## [YOUR TASK]
All lines holding the string "lookup" should be copied from the data below.

(AVAILABLE RECORDS)

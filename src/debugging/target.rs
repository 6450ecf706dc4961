//! What a debugger session attaches to, and the matching argument line

use std::fmt;
use std::path::{Path, PathBuf};

use crate::dotnet::Platform;

/// Target of one debugger session
#[derive(Debug, Clone, PartialEq, Eq)]
pub enum DebugTarget {
    /// Crash dump file
    Dump(PathBuf),
    /// Live process id
    Process(u32),
    /// Executable started under the debugger
    Launch(PathBuf),
}

impl fmt::Display for DebugTarget {
    fn fmt(&self, f: &mut fmt::Formatter<'_>) -> fmt::Result {
        match self {
            DebugTarget::Dump(path) => write!(f, "dump {}", path.display()),
            DebugTarget::Process(pid) => write!(f, "process {}", pid),
            DebugTarget::Launch(path) => write!(f, "launch {}", path.display()),
        }
    }
}

/// Debugger arguments for `target` with the script at `script`
///
/// | target  | windows                      | unix                               |
/// |---------|------------------------------|------------------------------------|
/// | dump    | `-cf <script> -z <dump>`     | `-c <dump> -s <script> --batch`    |
/// | attach  | `-cf <script> -p <pid>`      | `-s <script> -p <pid> --batch`     |
/// | launch  | `-g -cf <script> <exe>`      | `-s <script> --batch <exe>`        |
pub fn render_arguments(platform: Platform, target: &DebugTarget, script: &Path) -> Vec<String> {
    let script = path_arg(script);
    match (platform, target) {
        (Platform::Windows, DebugTarget::Dump(dump)) => {
            vec!["-cf".into(), script, "-z".into(), path_arg(dump)]
        }
        (Platform::Unix, DebugTarget::Dump(dump)) => vec![
            "-c".into(),
            path_arg(dump),
            "-s".into(),
            script,
            "--batch".into(),
        ],
        (Platform::Windows, DebugTarget::Process(pid)) => {
            vec!["-cf".into(), script, "-p".into(), pid.to_string()]
        }
        (Platform::Unix, DebugTarget::Process(pid)) => vec![
            "-s".into(),
            script,
            "-p".into(),
            pid.to_string(),
            "--batch".into(),
        ],
        (Platform::Windows, DebugTarget::Launch(exe)) => {
            vec!["-g".into(), "-cf".into(), script, path_arg(exe)]
        }
        (Platform::Unix, DebugTarget::Launch(exe)) => {
            vec!["-s".into(), script, "--batch".into(), path_arg(exe)]
        }
    }
}

fn path_arg(path: &Path) -> String {
    path.to_string_lossy().into_owned()
}

#[cfg(test)]
mod tests {
    use super::*;

    fn joined(platform: Platform, target: &DebugTarget) -> String {
        render_arguments(platform, target, Path::new("S.txt")).join(" ")
    }

    #[test]
    fn test_dump_arguments() {
        let dump = DebugTarget::Dump(PathBuf::from(r"D:\d.dmp"));
        assert_eq!(joined(Platform::Windows, &dump), r"-cf S.txt -z D:\d.dmp");
        assert_eq!(joined(Platform::Unix, &dump), r"-c D:\d.dmp -s S.txt --batch");
    }

    #[test]
    fn test_attach_arguments() {
        let pid = DebugTarget::Process(4242);
        assert_eq!(joined(Platform::Windows, &pid), "-cf S.txt -p 4242");
        assert_eq!(joined(Platform::Unix, &pid), "-s S.txt -p 4242 --batch");
    }

    #[test]
    fn test_launch_arguments() {
        let exe = DebugTarget::Launch(PathBuf::from("/apps/uhe/uhe"));
        assert_eq!(joined(Platform::Windows, &exe), "-g -cf S.txt /apps/uhe/uhe");
        assert_eq!(joined(Platform::Unix, &exe), "-s S.txt --batch /apps/uhe/uhe");
    }

    #[test]
    fn test_paths_with_spaces_stay_one_argument() {
        let dump = DebugTarget::Dump(PathBuf::from("/tmp/my dumps/a.dmp"));
        let args = render_arguments(Platform::Unix, &dump, Path::new("/tmp/s.txt"));
        assert_eq!(args[1], "/tmp/my dumps/a.dmp");
        assert_eq!(args.len(), 5);
    }
}
//! Settings file handling
//!
//! Runner-wide knobs that are not part of a test template: how long monitor
//! tools are left running, how long to wait for output readers after a
//! forced stop, and which debugger names to look up on `PATH`.

use serde::Deserialize;
use std::path::PathBuf;
use std::time::Duration;

use super::paths::config_path;
use super::Result;

/// Main settings structure
#[derive(Debug, Deserialize, Default)]
pub struct Settings {
    /// Timeout settings
    #[serde(default)]
    pub timeouts: Timeouts,

    /// Console output settings
    #[serde(default)]
    pub output: OutputConfig,

    /// Debugger lookup settings
    #[serde(default)]
    pub debuggers: DebuggerConfig,
}

/// Timeout settings
#[derive(Debug, Deserialize)]
pub struct Timeouts {
    /// How long a monitor-style tool runs before it is stopped
    #[serde(default = "default_monitor_secs")]
    pub monitor_secs: u64,

    /// Upper bound on draining output readers after a forced stop
    #[serde(default = "default_teardown_ms")]
    pub teardown_grace_ms: u64,
}

impl Default for Timeouts {
    fn default() -> Self {
        Self {
            monitor_secs: default_monitor_secs(),
            teardown_grace_ms: default_teardown_ms(),
        }
    }
}

impl Timeouts {
    pub fn monitor(&self) -> Duration {
        Duration::from_secs(self.monitor_secs)
    }

    pub fn teardown_grace(&self) -> Duration {
        Duration::from_millis(self.teardown_grace_ms)
    }
}

fn default_monitor_secs() -> u64 {
    5
}
fn default_teardown_ms() -> u64 {
    2_000
}

/// Console output settings
#[derive(Debug, Deserialize, Default)]
pub struct OutputConfig {
    /// Echo child output lines to the console as they arrive
    #[serde(default)]
    pub echo: bool,
}

/// Debugger lookup settings
#[derive(Debug, Deserialize)]
pub struct DebuggerConfig {
    /// Explicit path to the native debugger; wins over `PATH` lookup
    pub path: Option<PathBuf>,

    /// Managed debugging extension loaded by Windows debuggers
    pub extension: Option<PathBuf>,

    /// Names tried on `PATH` when no explicit path is set
    #[serde(default = "default_debugger_names")]
    pub search: Vec<String>,
}

impl Default for DebuggerConfig {
    fn default() -> Self {
        Self {
            path: None,
            extension: None,
            search: default_debugger_names(),
        }
    }
}

fn default_debugger_names() -> Vec<String> {
    if cfg!(windows) {
        vec!["cdb".to_string()]
    } else {
        vec!["lldb".to_string()]
    }
}

impl Settings {
    /// Load settings from the default settings file
    ///
    /// Returns default settings if the file doesn't exist
    pub fn load() -> Result<Self> {
        if let Some(path) = config_path() {
            if path.exists() {
                let content = std::fs::read_to_string(&path)
                    .map_err(|e| super::Error::file_read(&path, e))?;
                return Self::from_toml(&content);
            }
        }
        Ok(Self::default())
    }

    /// Parse settings from TOML text
    pub fn from_toml(content: &str) -> Result<Self> {
        toml::from_str(content).map_err(|e| super::Error::ConfigParse(e.to_string()))
    }

    /// Resolve the native debugger executable
    ///
    /// Falls back to searching PATH if not explicitly configured
    pub fn debugger_path(&self) -> Option<PathBuf> {
        if let Some(path) = &self.debuggers.path {
            return Some(path.clone());
        }
        self.debuggers
            .search
            .iter()
            .find_map(|name| which::which(name).ok())
    }
}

(End AVAILABLE RECORDS)

## [ANSWER]
    /// Debugger lookup settings
/// Debugger lookup settings
    /// Explicit path to the native debugger; wins over `PATH` lookup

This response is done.